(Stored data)
Start of Block
//! In-memory session store
//!
//! `MemorySessionStore` satisfies the [`SessionStore`] contract without any
//! external dependencies. It is the default backend for single-process runs
//! and the reference implementation for the contract tests.

use std::collections::HashMap;
use std::sync::{Mutex, MutexGuard};

use async_trait::async_trait;
use chrono::Utc;
use tracing::debug;

use crate::error::StorageError;
use crate::storage_traits::*;

/// In-memory session store backed by a `HashMap<SessionId, SessionRecord>`.
///
/// Sessions are never evicted; long-lived callers own cleanup through
/// [`SessionStore::delete`].
#[derive(Debug, Default)]
pub struct MemorySessionStore {
    sessions: Mutex<HashMap<String, SessionRecord>>,
}

impl MemorySessionStore {
    pub fn new() -> Self {
        Self::default()
    }

    fn sessions(&self) -> StorageResult<MutexGuard<'_, HashMap<String, SessionRecord>>> {
        self.sessions
            .lock()
            .map_err(|_| StorageError::Backend("session map lock poisoned".to_string()))
    }
}

#[async_trait]
impl SessionStore for MemorySessionStore {
    async fn create(&self) -> StorageResult<SessionId> {
        let session_id = SessionId::new();
        let now = Utc::now();
        let record = SessionRecord {
            session_id: session_id.clone(),
            state: SessionState::new(),
            created_at: now,
            updated_at: now,
        };
        self.sessions()?.insert(session_id.0.clone(), record);
        debug!(session_id = %session_id, "created session");
        Ok(session_id)
    }

    async fn get(&self, id: &SessionId) -> StorageResult<SessionRecord> {
        self.sessions()?
            .get(&id.0)
            .cloned()
            .ok_or_else(|| StorageError::SessionNotFound {
                session_id: id.0.clone(),
            })
    }

    async fn put(&self, id: &SessionId, patch: SessionState) -> StorageResult<SessionRecord> {
        let mut sessions = self.sessions()?;
        let record = sessions
            .get_mut(&id.0)
            .ok_or_else(|| StorageError::SessionNotFound {
                session_id: id.0.clone(),
            })?;
        record.state.merge(patch);
        record.updated_at = Utc::now();
        debug!(session_id = %id, slots = record.state.len(), "updated session");
        Ok(record.clone())
    }

    async fn delete(&self, id: &SessionId) -> StorageResult<bool> {
        Ok(self.sessions()?.remove(&id.0).is_some())
    }

    async fn list(&self) -> StorageResult<Vec<SessionRecord>> {
        let mut records: Vec<SessionRecord> = self.sessions()?.values().cloned().collect();
        records.sort_by(|a, b| {
            a.created_at
                .cmp(&b.created_at)
                .then_with(|| a.session_id.cmp(&b.session_id))
        });
        Ok(records)
    }
}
End of Block
- **DIRECTIONS FOR THIS TASK**
Restate each entry word for word.

- **WRITTEN ANSWER**
//! In-memory session store
//!
//! `MemorySessionStore` satisfies the [`SessionStore`] contract without any
//! external dependencies. It is the default backend for single-process runs
//! and the reference implementation for the contract tests.

use std::collections::HashMap;
use std::sync::{Mutex, MutexGuard};

use async_trait::async_trait;
use chrono::Utc;
use tracing::debug;

use crate::error::StorageError;
use crate::storage_traits::*;

/// In-memory session store backed by a `HashMap<SessionId, SessionRecord>`.
///
/// Sessions are never evicted; long-lived callers own cleanup through
/// [`SessionStore::delete`].
#[derive(Debug, Default)]
pub struct MemorySessionStore {
    sessions: Mutex<HashMap<String, SessionRecord>>,
}

impl MemorySessionStore {
    pub fn new() -> Self {
        Self::default()
    }

    fn sessions(&self) -> StorageResult<MutexGuard<'_, HashMap<String, SessionRecord>>> {
        self.sessions
            .lock()
            .map_err(|_| StorageError::Backend("session map lock poisoned".to_string()))
    }
}

#[async_trait]
impl SessionStore for MemorySessionStore {
    async fn create(&self) -> StorageResult<SessionId> {
        let session_id = SessionId::new();
        let now = Utc::now();
        let record = SessionRecord {
            session_id: session_id.clone(),
            state: SessionState::new(),
            created_at: now,
            updated_at: now,
        };
        self.sessions()?.insert(session_id.0.clone(), record);
        debug!(session_id = %session_id, "created session");
        Ok(session_id)
    }

    async fn get(&self, id: &SessionId) -> StorageResult<SessionRecord> {
        self.sessions()?
            .get(&id.0)
            .cloned()
            .ok_or_else(|| StorageError::SessionNotFound {
                session_id: id.0.clone(),
            })
    }

    async fn put(&self, id: &SessionId, patch: SessionState) -> StorageResult<SessionRecord> {
        let mut sessions = self.sessions()?;
        let record = sessions
            .get_mut(&id.0)
            .ok_or_else(|| StorageError::SessionNotFound {
                session_id: id.0.clone(),
            })?;
        record.state.merge(patch);
        record.updated_at = Utc::now();
        debug!(session_id = %id, slots = record.state.len(), "updated session");
        Ok(record.clone())
    }

    async fn delete(&self, id: &SessionId) -> StorageResult<bool> {
        Ok(self.sessions()?.remove(&id.0).is_some())
    }

    async fn list(&self) -> StorageResult<Vec<SessionRecord>> {
        let mut records: Vec<SessionRecord> = self.sessions()?.values().cloned().collect();
        records.sort_by(|a, b| {
            a.created_at
                .cmp(&b.created_at)
                .then_with(|| a.session_id.cmp(&b.session_id))
        });
        Ok(records)
    }
}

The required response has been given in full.